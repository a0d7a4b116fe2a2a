//! Single GET probe against the simulation server.

use reqwest::header::CONTENT_TYPE;

use crate::observability::metrics;
use crate::observability::sink::DiagnosticSink;
use crate::polling::types::RequestResult;

/// Issue one GET and deliver its outcome to the sink.
///
/// The request carries `Content-Type: application/json` even though a GET
/// has no body; the polled server expects the header, so it is sent
/// as-is. The sink receives exactly one line per call: the raw body text
/// for any completed response (the status code is not inspected), or the
/// transport error string otherwise. The sink delivery happens before
/// this function returns, which is what keeps chain steps ordered.
pub(crate) async fn fetch_one(
    client: &reqwest::Client,
    url: &str,
    sink: &dyn DiagnosticSink,
) -> RequestResult {
    let result = match client
        .get(url)
        .header(CONTENT_TYPE, "application/json")
        .send()
        .await
    {
        Ok(response) => match response.text().await {
            Ok(body) => RequestResult::Success(body),
            Err(e) => RequestResult::Failure(e.to_string()),
        },
        Err(e) => RequestResult::Failure(e.to_string()),
    };

    match &result {
        RequestResult::Success(body) => {
            tracing::debug!(url = %url, bytes = body.len(), "Probe returned a body");
        }
        RequestResult::Failure(error) => {
            tracing::debug!(url = %url, error = %error, "Probe failed at transport level");
        }
    }

    sink.line(result.line());
    // Label by path so the metric series stay fixed across base addresses.
    let endpoint = reqwest::Url::parse(url)
        .map(|u| u.path().to_string())
        .unwrap_or_else(|_| url.to_string());
    metrics::record_fetch(&endpoint, result.is_success());

    result
}
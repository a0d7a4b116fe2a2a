//! HTTP assembly for the simulation server.

use std::sync::Arc;

use axum::{extract::State, routing::get, Json, Router};
use tokio::sync::Mutex;
use tower_http::trace::TraceLayer;

use crate::sim::model::{CarSnapshot, SimStatus, TrafficLightSnapshot, TrafficModel};

/// Model shared across request handlers.
pub type SharedModel = Arc<Mutex<TrafficModel>>;

/// Build the router serving the three polled endpoints.
pub fn router(model: SharedModel) -> Router {
    Router::new()
        .route("/", get(step))
        .route("/cars", get(cars))
        .route("/trafficLights", get(traffic_lights))
        .with_state(model)
        .layer(TraceLayer::new_for_http())
}

/// Advance the model one step and report where it stands.
async fn step(State(model): State<SharedModel>) -> Json<SimStatus> {
    let mut model = model.lock().await;
    model.step();
    Json(model.status())
}

async fn cars(State(model): State<SharedModel>) -> Json<Vec<CarSnapshot>> {
    Json(model.lock().await.cars())
}

async fn traffic_lights(State(model): State<SharedModel>) -> Json<Vec<TrafficLightSnapshot>> {
    Json(model.lock().await.traffic_lights())
}
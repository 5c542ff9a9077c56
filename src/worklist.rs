use crate::{
    sync::{Condvar, Mutex},
    types::NodeId,
};
use std::collections::VecDeque;

/// Shared queue of nodes holding positive excess, plus the active-worker
/// accounting that the distributed termination test is built on.
///
/// One lock protects both the queue and the counter; pushes and relabels
/// themselves never run under it.
pub(crate) struct Worklist {
    source: NodeId,
    sink: NodeId,
    state: Mutex<State>,
    work_available: Condvar,
}

#[derive(Default)]
struct State {
    /// Pending excess nodes, newest first. Duplicate entries are tolerated;
    /// dispatching a stale entry is a no-op.
    queue: VecDeque<NodeId>,
    /// Workers currently inside a dispatch call. Incremented only after a
    /// successful pop, decremented only once the dispatch has returned.
    active_workers: usize,
}

impl Worklist {
    pub(crate) fn new(source: NodeId, sink: NodeId) -> Self {
        Self {
            source,
            sink,
            state: Mutex::new(State::default()),
            work_available: Condvar::new(),
        }
    }

    /// Queues `node` at the head and wakes one waiting worker. The source
    /// and the sink never enter the worklist.
    pub(crate) fn insert(&self, node: NodeId) {
        if node == self.source || node == self.sink {
            return;
        }
        let mut state = self.state.lock().expect("worklist mutex poisoned");
        state.queue.push_front(node);
        drop(state);
        self.work_available.notify_one();
    }

    /// Pops the next excess node, blocking while the queue is empty and
    /// other workers are still dispatching.
    ///
    /// Returns `None` once the queue is empty and `active_workers` is zero.
    /// That pair of facts is stable: producing new work requires finishing
    /// a dispatch first, and finishing a dispatch broadcasts before this
    /// test can observe the counter again.
    pub(crate) fn take_or_wait(&self) -> Option<NodeId> {
        let mut state = self.state.lock().expect("worklist mutex poisoned");
        loop {
            if let Some(node) = state.queue.pop_front() {
                state.active_workers += 1;
                return Some(node);
            }
            if state.active_workers == 0 {
                return None;
            }
            state = self
                .work_available
                .wait(state)
                .expect("worklist mutex poisoned");
        }
    }

    /// Ends the caller's dispatch: drops the active count and wakes every
    /// waiter, so all idle workers re-check the termination test together.
    pub(crate) fn finish_dispatch(&self) {
        let mut state = self.state.lock().expect("worklist mutex poisoned");
        assert!(state.active_workers > 0, "active-worker count underflow");
        state.active_workers -= 1;
        drop(state);
        self.work_available.notify_all();
    }
}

■ **WHAT TO PRODUCE**:
Quote the data above from the line containing "pub type SharedModel" to the line containing "async fn traffic_lights(State(model): State<SharedModel>)", inclusive, and stop.

■ **THE ANSWER**:
pub type SharedModel = Arc<Mutex<TrafficModel>>;

/// Build the router serving the three polled endpoints.
pub fn router(model: SharedModel) -> Router {
    Router::new()
        .route("/", get(step))
        .route("/cars", get(cars))
        .route("/trafficLights", get(traffic_lights))
        .with_state(model)
        .layer(TraceLayer::new_for_http())
}

/// Advance the model one step and report where it stands.
async fn step(State(model): State<SharedModel>) -> Json<SimStatus> {
    let mut model = model.lock().await;
    model.step();
    Json(model.status())
}

async fn cars(State(model): State<SharedModel>) -> Json<Vec<CarSnapshot>> {
    Json(model.lock().await.cars())
}

async fn traffic_lights(State(model): State<SharedModel>) -> Json<Vec<TrafficLightSnapshot>> {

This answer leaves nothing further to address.